Business Broker Red Flags—and What to Do About Them

Category:

Insights

December 6, 2022

Your business broker is a key ally as you work to successfully sell your business. They can identify and attract the right buyers, support you as you navigate the sale process, advise you about the need for outside experts, prepare for due diligence, and much more. But a bad business broker can do immense damage, not only by offering harmful advice, but also by preventing you from seeking help from a better qualified expert. 

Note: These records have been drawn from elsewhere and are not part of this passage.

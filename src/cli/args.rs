use chrono::NaiveDate;
use clap::{Args, Parser, Subcommand, ValueEnum};
use clap_complete::Shell;
use serde::{Deserialize, Serialize};

#[derive(Parser)]
#[command(name = "habitflow")]
#[command(about = "Track daily habits and run Pomodoro-style focus sessions")]
#[command(long_about = "habitflow - habits and focus sessions in your terminal

Mark habits done each day, watch your streaks grow, and run focus/break
cycles with a countdown timer. Everything is stored locally in
~/.habitflow (override with HABITFLOW_HOME).

QUICK START:
  habitflow habit add \"Read\"     Track a new habit
  habitflow habit done Read       Mark it done today
  habitflow habit today           See today's checklist
  habitflow focus run             Start the focus timer

OUTPUT FORMATS:
  --output pretty    Human-readable colored output (default)
  --output json      Machine-readable JSON for scripting

For more information on a specific command, run:
  habitflow <command> --help")]
#[command(version, propagate_version = true)]
pub struct Cli {
    /// Output format for command results
    ///
    /// Use 'pretty' for human-readable colored output,
    /// or 'json' for machine-readable output suitable for scripting.
    /// Defaults to general.default_output from the config file.
    #[arg(short, long, value_enum, global = true)]
    pub output: Option<OutputFormat>,

    /// Enable debug logging (same as HABITFLOW_LOG=debug)
    #[arg(short, long, global = true)]
    pub verbose: bool,

    #[command(subcommand)]
    pub command: Commands,
}

/// Output format for command results.
#[derive(ValueEnum, Clone, Copy, Debug, Default, PartialEq, Eq, Serialize, Deserialize)]
#[serde(rename_all = "lowercase")]
pub enum OutputFormat {
    /// Human-readable colored output.
    #[default]
    Pretty,
    /// Machine-readable JSON output.
    Json,
}

#[derive(Subcommand)]
pub enum Commands {
    /// Focus timer and session history
    ///
    /// Run Pomodoro-style focus/break cycles and review past sessions.
    ///
    /// # Examples
    ///
    ///   habitflow focus run                     Start the timer
    ///   habitflow focus run --focus 25          25 minute focus phases
    ///   habitflow focus history -n 5            Last five sessions
    ///   habitflow focus metrics                 This month's totals
    #[command(alias = "f")]
    Focus(FocusArgs),

    /// Manage habits and daily check-ins
    ///
    /// # Examples
    ///
    ///   habitflow habit add "Meditate" -c "#22c55e"
    ///   habitflow habit done Meditate
    ///   habitflow habit stats --days 7
    #[command(alias = "h")]
    Habit(HabitArgs),

    /// Show or change settings
    Config(ConfigArgs),

    /// Generate shell completions
    ///
    /// Example: habitflow completions zsh > ~/.zsh/completions/_habitflow
    Completions {
        /// Shell to generate completions for
        #[arg(value_enum)]
        shell: Shell,
    },
}

/// Arguments for focus commands.
#[derive(Args)]
pub struct FocusArgs {
    #[command(subcommand)]
    pub command: FocusCommands,
}

/// Focus subcommands.
#[derive(Subcommand)]
pub enum FocusCommands {
    /// Run the interactive focus timer
    ///
    /// Keys: s start, p pause/resume, n skip phase, x stop,
    /// +/- focus length, ]/[ break length, q quit.
    /// Phase lengths can only change while the timer is idle.
    Run {
        /// Focus length in minutes (1-60)
        #[arg(long = "focus", short = 'f', value_parser = clap::value_parser!(u32).range(1..=60))]
        focus_minutes: Option<u32>,

        /// Break length in minutes (1-60)
        #[arg(long = "break", short = 'b', value_parser = clap::value_parser!(u32).range(1..=60))]
        break_minutes: Option<u32>,
    },

    /// Show recent focus sessions
    History {
        /// Number of sessions to show
        #[arg(long, short = 'n', default_value = "10")]
        limit: usize,
    },

    /// Show daily and monthly focus totals
    ///
    /// Covers the calendar month containing --date (default: today).
    Metrics {
        /// Any day in the month to report (YYYY-MM-DD)
        #[arg(long, short = 'd')]
        date: Option<NaiveDate>,
    },
}

/// Arguments for habit commands.
#[derive(Args)]
pub struct HabitArgs {
    #[command(subcommand)]
    pub command: HabitCommands,
}

/// Habit subcommands.
///
/// A `<HABIT>` argument is either a numeric ID or a habit name.
#[derive(Subcommand)]
pub enum HabitCommands {
    /// Create a habit
    Add {
        /// Habit name
        name: String,

        /// Optional description
        #[arg(long, short = 'd')]
        description: Option<String>,

        /// Display color as #RRGGBB (default: habits.default_color)
        #[arg(long, short = 'c')]
        color: Option<String>,
    },

    /// List habits
    #[command(alias = "ls")]
    List,

    /// Edit a habit
    Edit {
        /// Habit ID or name
        habit: String,

        /// New name
        #[arg(long)]
        name: Option<String>,

        /// New description
        #[arg(long, short = 'd', conflicts_with = "clear_description")]
        description: Option<String>,

        /// Remove the description
        #[arg(long)]
        clear_description: bool,

        /// New color as #RRGGBB
        #[arg(long, short = 'c')]
        color: Option<String>,
    },

    /// Delete a habit and its history
    #[command(alias = "remove")]
    Rm {
        /// Habit ID or name
        habit: String,
    },

    /// Toggle a habit's completion for a day
    ///
    /// Marks the habit done, or undoes it if it was already done.
    Done {
        /// Habit ID or name
        habit: String,

        /// Day to toggle (YYYY-MM-DD, default: today)
        #[arg(long)]
        date: Option<NaiveDate>,
    },

    /// Show today's checklist
    Today,

    /// Show a habit's completion history
    Log {
        /// Habit ID or name
        habit: String,

        /// Number of days to show, ending today
        #[arg(long, short = 'n', default_value = "14", value_parser = clap::value_parser!(u32).range(1..=3650))]
        days: u32,
    },

    /// Show streaks and completion rates
    Stats {
        /// Trailing window in days for completion rates
        #[arg(long, default_value = "30", value_parser = clap::value_parser!(u32).range(1..=3650))]
        days: u32,
    },
}

/// Arguments for config commands.
#[derive(Args)]
pub struct ConfigArgs {
    #[command(subcommand)]
    pub command: ConfigCommands,
}

/// Config subcommands.
#[derive(Subcommand)]
pub enum ConfigCommands {
    /// Print the current configuration
    Show,

    /// Set a configuration value
    ///
    /// Keys: general.default_output, general.color, focus.focus_minutes,
    /// focus.break_minutes, focus.bell, habits.default_color
    Set {
        /// Dotted key, e.g. focus.focus_minutes
        key: String,
        /// New value
        value: String,
    },

    /// Print the config file location
    Path,
}
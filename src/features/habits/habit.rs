//! Habit and habit entry types.

use chrono::{DateTime, NaiveDate, Utc};
use once_cell::sync::Lazy;
use regex::Regex;
use serde::{Deserialize, Serialize};

use crate::error::HabitflowError;

/// Database ID of a habit.
pub type HabitId = i64;

/// Color given to habits created without one.
pub const DEFAULT_HABIT_COLOR: &str = "#3b82f6";

const MAX_NAME_LEN: usize = 100;

static COLOR_PATTERN: Lazy<Regex> = Lazy::new(|| {
    Regex::new(r"^#[0-9a-fA-F]{6}$").unwrap_or_else(|e| panic!("Invalid color regex: {e}"))
});

/// A tracked daily habit.
#[derive(Debug, Clone, PartialEq, Eq, Serialize, Deserialize)]
pub struct Habit {
    pub id: HabitId,
    pub name: String,
    #[serde(skip_serializing_if = "Option::is_none")]
    pub description: Option<String>,
    /// `#rrggbb`
    pub color: String,
    pub created_at: DateTime<Utc>,
    pub updated_at: DateTime<Utc>,
}

/// Completion record for one habit on one day.
#[derive(Debug, Clone, PartialEq, Eq, Serialize, Deserialize)]
pub struct HabitEntry {
    pub habit_id: HabitId,
    pub date: NaiveDate,
    pub completed: bool,
    pub created_at: DateTime<Utc>,
}

/// Changes to apply to a habit. `None` leaves a field alone.
#[derive(Debug, Clone, Default, PartialEq, Eq)]
pub struct HabitPatch {
    pub name: Option<String>,
    /// `Some(None)` clears the description.
    pub description: Option<Option<String>>,
    pub color: Option<String>,
}

impl HabitPatch {
    /// Whether the patch changes nothing.
    #[must_use]
    pub const fn is_empty(&self) -> bool {
        self.name.is_none() && self.description.is_none() && self.color.is_none()
    }
}

/// Trim and check a habit name.
///
/// # Errors
///
/// Returns `HabitflowError::InvalidInput` if the name is blank or too long.
pub fn validate_name(name: &str) -> Result<String, HabitflowError> {
    let name = name.trim();
    if name.is_empty() {
        return Err(HabitflowError::InvalidInput(
            "Habit name cannot be empty".to_string(),
        ));
    }
    if name.chars().count() > MAX_NAME_LEN {
        return Err(HabitflowError::InvalidInput(format!(
            "Habit name cannot be longer than {MAX_NAME_LEN} characters"
        )));
    }
    Ok(name.to_string())
}

/// Check a `#rrggbb` color and return it lowercased.
///
/// # Errors
///
/// Returns `HabitflowError::InvalidInput` if the color is not six hex digits.
pub fn validate_color(color: &str) -> Result<String, HabitflowError> {
    let color = color.trim();
    if COLOR_PATTERN.is_match(color) {
        Ok(color.to_lowercase())
    } else {
        Err(HabitflowError::InvalidInput(format!(
            "Invalid color '{color}', expected #RRGGBB"
        )))
    }
}

/// Blank descriptions are stored as none.
#[must_use]
pub fn normalize_description(description: Option<&str>) -> Option<String> {
    description
        .map(str::trim)
        .filter(|d| !d.is_empty())
        .map(ToString::to_string)
}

Here are some business broker red flags, and how to deal with them. 

Shifting Goalposts

A good broker has a clear plan for marketing and selling your business, as well as benchmarks for measuring success. If those benchmarks continuously change for no reason, if deadlines are constantly shifting, or if you feel you have no understanding of your role and no ability to assess whether the transaction is proceeding successfully, the relationship may be irretrievably broken. 

Changes in Pricing 

Pricing should be transparent. You should know exactly how much you will pay for each service, and exactly what you will get in return. If your broker keeps asking for more money, it means they didn’t accurately assess what the transaction would entail. That’s a serious, and costly, red flag. If you're otherwise happy with your broker, ask them to commit to a pricing plan in writing. Otherwise, move on to someone who can lend consistency to your budget. 

Lack of Attention 

For some brokers, selling businesses is a part-time gig. This means they’re always distracted by something else, and your business is never their first priority. Others outsource the work to interns and junior level associates so they can take on more work and maximize profits. Both strategies can erode the potential for a transaction to succeed, and force you to do more work than necessary. If you’re not getting timely answers to your questions, or if your broker seems permanently distracted or annoyed by your transaction, consider canceling the contract. 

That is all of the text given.